The planned performance by Israel’s national theatre company Habima at The Globe in London is being funded by the country’s Foreign Ministry to the tune of £10,000, it emerged today.
As divulged by The Jewish Chronicle, the appearance of Habima at The Globe - already a target of a public boycott call in the context of the Palestinian BDS campaign - is being subsidised by the Israeli government following a funding shortfall. The paper reports:
Habima has been reticent about making any comments over the call for a boycott, or any public appeal regarding the funding shortfall, fearing further negative publicity.
But after initial reluctance, the Israeli Foreign Ministry, informed by the JC about the shortfall in Habima’s funding, has promised to make sure that any financial difficulties are covered to make sure the company is able to perform in London.
A spokesman for the Israeli Embassy in London said that the Foreign Ministry was the “biggest exporter of Israeli culture to the world” and would ensure that the performance went ahead.
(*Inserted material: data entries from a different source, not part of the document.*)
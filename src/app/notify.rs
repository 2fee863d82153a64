//! Transient notifications

use std::time::{Duration, Instant};

/// Default display time for notifications
pub const DEFAULT_NOTIFICATION_DURATION: Duration = Duration::from_millis(4000);

#[derive(Debug, Clone, Copy, PartialEq, Eq)]
pub enum Severity {
    Success,
    Error,
    Info,
}

#[derive(Debug, Clone, PartialEq, Eq)]
pub struct Notification {
    pub id: u64,
    pub message: String,
    pub severity: Severity,
    pub created: Instant,
    pub duration: Duration,
}

impl Notification {
    pub fn expires_at(&self) -> Instant {
        self.created + self.duration
    }

    pub fn is_expired(&self, now: Instant) -> bool {
        now >= self.expires_at()
    }
}

/// Stack of visible notifications, oldest first
#[derive(Debug, Clone, PartialEq, Eq)]
pub struct Notifications {
    items: Vec<Notification>,
    next_id: u64,
    default_duration: Duration,
}

impl Default for Notifications {
    fn default() -> Self {
        Self::new(DEFAULT_NOTIFICATION_DURATION)
    }
}

impl Notifications {
    pub fn new(default_duration: Duration) -> Self {
        Self {
            items: Vec::new(),
            next_id: 1,
            default_duration,
        }
    }

    /// Add a notification with the default duration, returning its id.
    pub fn push(&mut self, message: impl Into<String>, severity: Severity) -> u64 {
        self.push_for(message, severity, self.default_duration)
    }

    pub fn push_for(
        &mut self,
        message: impl Into<String>,
        severity: Severity,
        duration: Duration,
    ) -> u64 {
        let id = self.next_id;
        self.next_id += 1;
        self.items.push(Notification {
            id,
            message: message.into(),
            severity,
            created: Instant::now(),
            duration,
        });
        id
    }

    pub fn success(&mut self, message: impl Into<String>) -> u64 {
        self.push(message, Severity::Success)
    }

    pub fn error(&mut self, message: impl Into<String>) -> u64 {
        self.push(message, Severity::Error)
    }

    /// Dismiss one notification early. Returns false if it was already gone.
    pub fn dismiss(&mut self, id: u64) -> bool {
        let before = self.items.len();
        self.items.retain(|n| n.id != id);
        self.items.len() != before
    }

    /// Drop every notification that has expired at `now`.
    pub fn prune(&mut self, now: Instant) -> usize {
        let before = self.items.len();
        self.items.retain(|n| !n.is_expired(now));
        before - self.items.len()
    }

    pub fn newest(&self) -> Option<&Notification> {
        self.items.last()
    }

    pub fn iter(&self) -> impl Iterator<Item = &Notification> {
        self.items.iter()
    }

    pub fn len(&self) -> usize {
        self.items.len()
    }

    pub fn is_empty(&self) -> bool {
        self.items.is_empty()
    }
}

#[cfg(test)]
mod tests {
    use super::*;

    #[test]
    fn test_push_stacks_additively() {
        let mut notes = Notifications::default();
        let a = notes.success("Ticket created");
        let b = notes.error("Failed to delete ticket");
        assert_ne!(a, b);
        assert_eq!(notes.len(), 2);
        assert_eq!(notes.newest().unwrap().message, "Failed to delete ticket");
        assert_eq!(notes.newest().unwrap().duration, Duration::from_millis(4000));
    }

    #[test]
    fn test_dismiss_by_id() {
        let mut notes = Notifications::default();
        let a = notes.push("one", Severity::Info);
        let b = notes.push("two", Severity::Info);

        assert!(notes.dismiss(a));
        assert!(!notes.dismiss(a));
        assert_eq!(notes.newest().unwrap().message, "two");
        assert!(notes.dismiss(b));
        assert!(notes.is_empty());
    }

    #[test]
    fn test_prune_removes_only_expired() {
        let mut notes = Notifications::new(Duration::from_millis(100));
        notes.push("short", Severity::Info);
        notes.push_for("long", Severity::Info, Duration::from_secs(60));

        let later = Instant::now() + Duration::from_secs(1);
        assert_eq!(notes.prune(later), 1);
        assert_eq!(notes.len(), 1);
        assert_eq!(notes.newest().unwrap().message, "long");
    }

    #[test]
    fn test_ids_keep_increasing_after_dismiss() {
        let mut notes = Notifications::default();
        let a = notes.push("a", Severity::Info);
        notes.dismiss(a);
        let b = notes.push("b", Severity::Info);
        assert!(b > a);
    }
}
As I wrote on the New Statesman website, dozens of British actors, playwrights and directors have already urged The Globe to cancel Habima’s performance, due to the company’s complicity with “human rights violations and the illegal colonisation of occupied land”.
Those - like Ken Loach - who view the presence of Habima at The Globe’s festival as unacceptable, do so for clear reasons. The company performs in illegal West Bank settlements, and, in the context of its direct link with the state, sees the invitation by The Globe as an “honourable accomplishment for the State of Israel in general”.
Now we know that the specific performance at The Globe is only being made possible through the financial support of Israel’s Foreign Ministry. It is unlikely to be the last development in this story.